Moses turns to God and asks, "So nu, do you want to play golf, or do you just want to fool around?"

Then there is the one about the ninety-year-old caddy. One afternoon a young man went to a golf course to play a round of golf. The manager told him that there was only one caddy left - a ninety year old man. The young golfer asked whether the caddy would be able to see the ball. "Ask him yourself," the manager said. When asked, the old man said that he had been working there for seventy years and still had an eye like an eagle and could see the ball just fine.

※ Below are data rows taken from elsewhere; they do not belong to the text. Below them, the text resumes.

use std::{fmt, time::Duration};

use crossterm::event::Event;
use ratatui::Frame;

use crate::tui::{App, Tui};

/// One screen of the trainer (board, clue, results, ...).
///
/// # Lifecycle
///
/// 1. **[`on_active`]** - the screen comes to the foreground
/// 2. **Active** - the screen handles events, updates and draws
/// 3. **[`on_inactive`]** - the screen goes to the background or is being removed
/// 4. **[`on_close`]** - the screen is removed from the stack (Pop/Replace/Exit only)
///
/// Screens configure the [`Tui`] tick and frame rates in [`on_active`].
///
/// [`on_active`]: Self::on_active
/// [`on_inactive`]: Self::on_inactive
/// [`on_close`]: Self::on_close
pub trait Screen: fmt::Debug {
    fn on_active(&mut self, tui: &mut Tui);

    fn on_inactive(&mut self, tui: &mut Tui);

    /// Called once when the screen leaves the stack for good.
    fn on_close(&mut self, tui: &mut Tui);

    fn handle_event(&mut self, tui: &mut Tui, event: &Event) -> ScreenTransition;

    /// Advances time-dependent state; returns a transition when the screen
    /// should hand over on its own (e.g. the clue reached its end).
    fn update(&mut self, tui: &mut Tui) -> ScreenTransition;

    fn draw(&self, frame: &mut Frame, now: Duration);
}

/// What the stack does after an event or update.
#[derive(Debug)]
pub enum ScreenTransition {
    Stay,
    /// Put a screen on top; the current one goes to the background.
    Push(Box<dyn Screen>),
    /// Remove the current screen and reactivate the previous one.
    Pop,
    /// Swap the current screen for a new one.
    Replace(Box<dyn Screen>),
    Exit,
}

#[derive(Debug)]
pub struct ScreenStack {
    screens: Vec<Box<dyn Screen>>,
    should_exit: bool,
}

impl ScreenStack {
    pub fn new(initial: Box<dyn Screen>) -> Self {
        Self {
            screens: vec![initial],
            should_exit: false,
        }
    }

    fn apply_transition(&mut self, tui: &mut Tui, transition: ScreenTransition) {
        match transition {
            ScreenTransition::Stay => {}
            ScreenTransition::Push(mut new_screen) => {
                if let Some(current) = self.screens.last_mut() {
                    current.on_inactive(tui);
                }
                new_screen.on_active(tui);
                self.screens.push(new_screen);
            }
            ScreenTransition::Pop => {
                if let Some(mut old_screen) = self.screens.pop() {
                    old_screen.on_inactive(tui);
                    old_screen.on_close(tui);
                }
                if let Some(prev_screen) = self.screens.last_mut() {
                    prev_screen.on_active(tui);
                }
            }
            ScreenTransition::Replace(mut new_screen) => {
                if let Some(mut old_screen) = self.screens.pop() {
                    old_screen.on_inactive(tui);
                    old_screen.on_close(tui);
                }
                new_screen.on_active(tui);
                self.screens.push(new_screen);
            }
            ScreenTransition::Exit => {
                while let Some(mut screen) = self.screens.pop() {
                    screen.on_inactive(tui);
                    screen.on_close(tui);
                }
                self.should_exit = true;
            }
        }
    }
}

impl App for ScreenStack {
    fn init(&mut self, tui: &mut Tui) {
        if let Some(screen) = self.screens.last_mut() {
            screen.on_active(tui);
        }
    }

    fn should_exit(&self) -> bool {
        self.should_exit || self.screens.is_empty()
    }

    fn handle_event(&mut self, tui: &mut Tui, event: Event) {
        if let Some(current) = self.screens.last_mut() {
            let transition = current.handle_event(tui, &event);
            self.apply_transition(tui, transition);
        }
    }

    fn draw(&self, frame: &mut Frame, now: Duration) {
        if let Some(current) = self.screens.last() {
            current.draw(frame, now);
        }
    }

    fn update(&mut self, tui: &mut Tui) {
        if let Some(current) = self.screens.last_mut() {
            let transition = current.update(tui);
            self.apply_transition(tui, transition);
        }
    }
}

#[cfg(test)]
mod tests {
    use std::{cell::RefCell, rc::Rc};

    use crossterm::event::{KeyCode, KeyEvent, KeyModifiers};

    use super::*;

    #[derive(Debug, Clone, Default)]
    struct LifecycleLog {
        calls: Rc<RefCell<Vec<String>>>,
    }

    impl LifecycleLog {
        fn log(&self, msg: impl Into<String>) {
            self.calls.borrow_mut().push(msg.into());
        }

        fn take(&self) -> Vec<String> {
            self.calls.borrow_mut().drain(..).collect()
        }
    }

    #[derive(Debug)]
    struct TestScreen {
        name: &'static str,
        log: LifecycleLog,
        on_event: Option<ScreenTransition>,
        on_update: Option<ScreenTransition>,
    }

    impl TestScreen {
        fn new(name: &'static str, log: &LifecycleLog) -> Self {
            Self {
                name,
                log: log.clone(),
                on_event: None,
                on_update: None,
            }
        }

        fn on_event(mut self, transition: ScreenTransition) -> Self {
            self.on_event = Some(transition);
            self
        }

        fn on_update(mut self, transition: ScreenTransition) -> Self {
            self.on_update = Some(transition);
            self
        }
    }

    impl Screen for TestScreen {
        fn on_active(&mut self, _tui: &mut Tui) {
            self.log.log(format!("{}: on_active", self.name));
        }

        fn on_inactive(&mut self, _tui: &mut Tui) {
            self.log.log(format!("{}: on_inactive", self.name));
        }

        fn on_close(&mut self, _tui: &mut Tui) {
            self.log.log(format!("{}: on_close", self.name));
        }

        fn handle_event(&mut self, _tui: &mut Tui, _event: &Event) -> ScreenTransition {
            self.log.log(format!("{}: handle_event", self.name));
            self.on_event.take().unwrap_or(ScreenTransition::Stay)
        }

        fn update(&mut self, _tui: &mut Tui) -> ScreenTransition {
            self.log.log(format!("{}: update", self.name));
            self.on_update.take().unwrap_or(ScreenTransition::Stay)
        }

        fn draw(&self, _frame: &mut Frame, _now: Duration) {}
    }

    fn key() -> Event {
        Event::Key(KeyEvent::new(KeyCode::Char('a'), KeyModifiers::NONE))
    }

    #[test]
    fn test_push_then_pop_from_event() {
        let log = LifecycleLog::default();
        let clue = TestScreen::new("clue", &log).on_event(ScreenTransition::Pop);
        let board = TestScreen::new("board", &log).on_event(ScreenTransition::Push(Box::new(clue)));
        let mut stack = ScreenStack::new(Box::new(board));
        let mut tui = Tui::new();

        stack.init(&mut tui);
        stack.handle_event(&mut tui, key());
        assert_eq!(
            log.take(),
            [
                "board: on_active",
                "board: handle_event",
                "board: on_inactive",
                "clue: on_active",
            ]
        );

        stack.handle_event(&mut tui, key());
        assert_eq!(
            log.take(),
            [
                "clue: handle_event",
                "clue: on_inactive",
                "clue: on_close",
                "board: on_active",
            ]
        );
        assert!(!stack.should_exit());
    }

    #[test]
    fn test_update_can_replace_screen() {
        let log = LifecycleLog::default();
        let results = TestScreen::new("results", &log);
        let board =
            TestScreen::new("board", &log).on_update(ScreenTransition::Replace(Box::new(results)));
        let mut stack = ScreenStack::new(Box::new(board));
        let mut tui = Tui::new();

        stack.init(&mut tui);
        log.take();
        stack.update(&mut tui);
        assert_eq!(
            log.take(),
            [
                "board: update",
                "board: on_inactive",
                "board: on_close",
                "results: on_active",
            ]
        );
        stack.update(&mut tui);
        assert_eq!(log.take(), ["results: update"]);
    }

    #[test]
    fn test_exit_closes_every_screen() {
        let log = LifecycleLog::default();
        let clue = TestScreen::new("clue", &log).on_event(ScreenTransition::Exit);
        let board = TestScreen::new("board", &log);
        let mut stack = ScreenStack::new(Box::new(board));
        let mut tui = Tui::new();

        stack.init(&mut tui);
        stack.apply_transition(&mut tui, ScreenTransition::Push(Box::new(clue)));
        log.take();
        stack.handle_event(&mut tui, key());
        assert_eq!(
            log.take(),
            [
                "clue: handle_event",
                "clue: on_inactive",
                "clue: on_close",
                "board: on_inactive",
                "board: on_close",
            ]
        );
        assert!(stack.should_exit());
    }

    #[test]
    fn test_popping_last_screen_exits() {
        let log = LifecycleLog::default();
        let board = TestScreen::new("board", &log).on_event(ScreenTransition::Pop);
        let mut stack = ScreenStack::new(Box::new(board));
        let mut tui = Tui::new();

        stack.init(&mut tui);
        assert!(!stack.should_exit());
        stack.handle_event(&mut tui, key());
        assert!(stack.should_exit());
    }

    #[test]
    fn test_stay_is_silent() {
        let log = LifecycleLog::default();
        let mut stack = ScreenStack::new(Box::new(TestScreen::new("board", &log)));
        let mut tui = Tui::new();

        stack.init(&mut tui);
        log.take();
        stack.apply_transition(&mut tui, ScreenTransition::Stay);
        assert!(log.take().is_empty());
    }
}
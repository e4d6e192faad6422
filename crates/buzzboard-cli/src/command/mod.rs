use std::path::PathBuf;

use anyhow::Context as _;
use buzzboard_engine::{ClueRecord, Round, Settings, SettingsFile};
use buzzboard_import::{DatasetFormat, ImportReport};
use clap::{Parser, Subcommand};

use crate::{logging, util};

use self::{
    build_board::BuildBoardArg, inspect::InspectArg, next_round::NextRoundArg, play::PlayArg,
};

mod build_board;
mod inspect;
mod next_round;
mod play;

#[derive(Debug, Clone, Parser)]
#[command(author, version, about, long_about = None)]
pub struct CommandArgs {
    #[command(subcommand)]
    mode: Mode,
}

#[derive(Debug, Clone, Subcommand)]
enum Mode {
    /// Play boards interactively in the terminal
    Play(#[clap(flatten)] PlayArg),
    /// Report what a dataset contains
    Inspect(#[clap(flatten)] InspectArg),
    /// Generate one board and print it as JSON
    BuildBoard(#[clap(flatten)] BuildBoardArg),
    /// Draw the next round's clues, biased toward a summary's weak categories
    NextRound(#[clap(flatten)] NextRoundArg),
}

/// Where clues come from.
#[derive(Default, Debug, Clone, clap::Args)]
struct DatasetArg {
    /// Clue dataset (CSV, Jeopardy archive TSV or JSON)
    #[clap(long)]
    dataset: PathBuf,
    /// Dataset format; detected from the extension and content when omitted
    #[clap(long)]
    format: Option<DatasetFormat>,
}

impl DatasetArg {
    fn import(&self) -> anyhow::Result<ImportReport> {
        let path = &self.dataset;
        let report = match self.format {
            Some(format) => {
                let text = std::fs::read_to_string(path)
                    .with_context(|| format!("Failed to read dataset: {}", path.display()))?;
                buzzboard_import::import_str(&text, format)
            }
            None => buzzboard_import::import_path(path),
        };
        report.with_context(|| format!("Failed to import dataset: {}", path.display()))
    }

    fn records(&self) -> anyhow::Result<Vec<ClueRecord>> {
        Ok(self.import()?.records)
    }
}

/// Trainer settings; flags override the settings file.
#[derive(Default, Debug, Clone, clap::Args)]
struct SettingsArg {
    /// JSON settings file
    #[clap(long)]
    settings: Option<PathBuf>,
    /// Categories per board (3 to 6)
    #[clap(long)]
    categories: Option<i64>,
    /// Buzz window in seconds (1 to 15)
    #[clap(long)]
    buzz_window: Option<f64>,
    /// Delay between buzz and reveal in milliseconds (250 to 5000)
    #[clap(long)]
    blank_delay: Option<i64>,
    /// Round whose clues are eligible for boards
    #[clap(long)]
    round: Option<Round>,
}

impl SettingsArg {
    fn load(&self) -> anyhow::Result<Settings> {
        let mut file = match &self.settings {
            Some(path) => util::read_json_file::<SettingsFile, _>("settings", path)?,
            None => SettingsFile::default(),
        };
        file.category_count = self.categories.or(file.category_count);
        file.buzz_window_seconds = self.buzz_window.or(file.buzz_window_seconds);
        file.blank_delay_ms = self.blank_delay.or(file.blank_delay_ms);
        file.eligible_round = self.round.or(file.eligible_round);
        let settings = Settings::from(file);
        tracing::debug!(?settings, "settings loaded");
        Ok(settings)
    }
}

pub fn run() -> anyhow::Result<()> {
    let args = CommandArgs::parse();
    match args.mode {
        Mode::Play(arg) => play::run(&arg)?,
        Mode::Inspect(arg) => {
            logging::init_stderr()?;
            inspect::run(&arg)?;
        }
        Mode::BuildBoard(arg) => {
            logging::init_stderr()?;
            build_board::run(&arg)?;
        }
        Mode::NextRound(arg) => {
            logging::init_stderr()?;
            next_round::run(&arg)?;
        }
    }
    Ok(())
}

The young golfer teed off for his first hole. He asked the caddy to watch the ball; since the caddy had told him he had an eye like an eagle. The ball veered off to the left of the green. The golfer asked the caddy "Did you see it?" and the caddy replied, "Yes, I saw exactly where it went." The golfer asked, "Are you sure you saw where the ball went?" The caddy reassured him that he had seen the ball, and reminded the young man, "I have an eye like an eagle!" When they approached where the ball had landed the golfer asked "OK, so where is the ball?" The ninety-year-old caddy replied, "I forgot."

The topic of the previous joke is universal - age and remembering. All people can relate to this subject - every race, color and religion. At every adult age people know someone who is forgetful - a parent, grandparent or even themselves.

The best jokes can only be told when your listeners know as much about the topic as you do, and of course when you are with congenial friends.